水系钠离子电池因其安全性高、成本低、环境友好等突出优势近些年来受到了广泛而深入的研究, 在取得巨大进展的同时也逐步开始了产业化进程. 但是与有机体系二次电池相比, 水系钠离子电池仍然极大地受限于电解液较窄的电化学稳定窗口和电极材料较差的循环稳定性. 迄今为止, 如何解决上述问题依然是这一领域发展的关键. 本综述主要概述了水系钠离子电池电极材料、电解液以及集流体的最新进展, 分析了开发高性能水系钠离子电池的挑战和可能的解决策略, 并进一步讨论了水系钠离子电池的发展前景.

关键词： 水系钠离子电池; 电极材料; 电解液; 能量密度; 循环寿命

本文引用格式

马慧 , 张桓荣 , 薛面起 . 水系钠离子电池的研究进展及实用化挑战[J]. 化学学报, 2021 , 79(4) : 388 -405 . DOI: 10.6023/A20100492

Abstract

Aqueous sodium-ion batteries recently have been widely and deeply studied in the energy field due to their prominent advantages such as high safety, low cost and environmental friendliness.

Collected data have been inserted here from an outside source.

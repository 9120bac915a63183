// tests/config_test.rs
use bumper::config::{load_config, Config, CredentialStore};
use bumper::release::Backend;
use bumper::BumpError;
use std::io::Write;
use tempfile::NamedTempFile;

#[test]
fn test_load_from_file() {
    let mut temp_file = NamedTempFile::new().unwrap();
    let toml_content = r#"
gitlab_api_key = "glpat-secret"
remote = "upstream"

[branches]
trunk = "master"
development = "develop"

[files]
changelog = "docs/CHANGES.md"
"#;
    temp_file.write_all(toml_content.as_bytes()).unwrap();
    temp_file.flush().unwrap();

    let config = load_config(Some(temp_file.path())).unwrap();
    assert_eq!(config.gitlab_api_key.as_deref(), Some("glpat-secret"));
    assert_eq!(config.remote, "upstream");
    assert_eq!(config.branches.trunk, "master");
    assert_eq!(config.branches.development, "develop");
    assert_eq!(config.branches.release_prefix, "release/");
    assert_eq!(config.files.changelog, "docs/CHANGES.md");
    assert_eq!(config.files.readme, "README.md");
    assert_eq!(config.path(), Some(temp_file.path()));
}

#[test]
fn test_load_missing_explicit_path_gives_defaults() {
    let dir = tempfile::tempdir().unwrap();
    let path = dir.path().join("bumper.toml");

    let config = load_config(Some(&path)).unwrap();
    assert_eq!(config.branches, Config::default().branches);
    assert_eq!(config.path(), Some(path.as_path()));
}

#[test]
fn test_invalid_toml() {
    let mut temp_file = NamedTempFile::new().unwrap();
    temp_file.write_all(b"[branches\ntrunk = ").unwrap();
    temp_file.flush().unwrap();

    let result = load_config(Some(temp_file.path()));
    assert!(matches!(result, Err(BumpError::Config(_))));
}

#[test]
fn test_invalid_branch_settings_rejected() {
    let mut temp_file = NamedTempFile::new().unwrap();
    temp_file
        .write_all(b"[branches]\ntrunk = \"dev\"\ndevelopment = \"dev\"\n")
        .unwrap();
    temp_file.flush().unwrap();

    assert!(matches!(
        load_config(Some(temp_file.path())),
        Err(BumpError::Config(_))
    ));
}

#[test]
fn test_credentials_round_trip_through_file() {
    let dir = tempfile::tempdir().unwrap();
    let path = dir.path().join("config.toml");

    let mut config = load_config(Some(&path)).unwrap();
    assert_eq!(config.api_key(Backend::GitLab), None);

    config.store_api_key(Backend::GitLab, "glpat-new").unwrap();

    let reloaded = load_config(Some(&path)).unwrap();
    assert_eq!(reloaded.api_key(Backend::GitLab).as_deref(), Some("glpat-new"));
    assert_eq!(reloaded.api_key(Backend::GitHub), None);
    assert_eq!(reloaded.branches, config.branches);
}

#[cfg(target_os = "linux")]
mod default_location {
    use super::*;
    use serial_test::serial;
    use std::env;
    use std::fs;

    struct XdgGuard(Option<String>);

    impl XdgGuard {
        fn set(path: &std::path::Path) -> Self {
            let previous = env::var("XDG_CONFIG_HOME").ok();
            env::set_var("XDG_CONFIG_HOME", path);
            XdgGuard(previous)
        }
    }

    impl Drop for XdgGuard {
        fn drop(&mut self) {
            match &self.0 {
                Some(value) => env::set_var("XDG_CONFIG_HOME", value),
                None => env::remove_var("XDG_CONFIG_HOME"),
            }
        }
    }

    #[test]
    #[serial]
    fn test_default_path_under_config_dir() {
        let dir = tempfile::tempdir().unwrap();
        let _guard = XdgGuard::set(dir.path());

        assert_eq!(
            bumper::config::default_path(),
            Some(dir.path().join("bumper").join("config.toml"))
        );
    }

    #[test]
    #[serial]
    fn test_load_from_default_location() {
        let dir = tempfile::tempdir().unwrap();
        let _guard = XdgGuard::set(dir.path());

        fs::create_dir_all(dir.path().join("bumper")).unwrap();
        fs::write(
            dir.path().join("bumper").join("config.toml"),
            "github_token = \"ghp_123\"\n",
        )
        .unwrap();

        let config = load_config(None).unwrap();
        assert_eq!(config.api_key(Backend::GitHub).as_deref(), Some("ghp_123"));
    }

    #[test]
    #[serial]
    fn test_save_creates_private_directory() {
        use std::os::unix::fs::PermissionsExt;

        let dir = tempfile::tempdir().unwrap();
        let _guard = XdgGuard::set(dir.path());

        let mut config = load_config(None).unwrap();
        config.store_api_key(Backend::GitLab, "glpat-xyz").unwrap();

        let config_dir = dir.path().join("bumper");
        let dir_mode = fs::metadata(&config_dir).unwrap().permissions().mode();
        let file_mode = fs::metadata(config_dir.join("config.toml"))
            .unwrap()
            .permissions()
            .mode();
        assert_eq!(dir_mode & 0o777, 0o700);
        assert_eq!(file_mode & 0o777, 0o600);
    }
}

Remarkable progresses of aqueous sodium-ion batteries gradually encourage their process of industrialization. However, compared with the organic secondary ion batteries, the development of aqueous sodium-ion batteries is limited by the narrow stable voltage window of the electrolyte and the poor cycle stability of the electrode material. How to solve these problems is still the key to the development of aqueous sodium-ion batteries. The latest developments in electrode materials, electrolyte and current collector of aqueous sodium-ion batteries, as well as challenges and possible solutions for developing high-performance aqueous sodium-ion batteries are mainly summarized in this review. Furthermore, the development prospects of aqueous sodium-ion batteries are discussed.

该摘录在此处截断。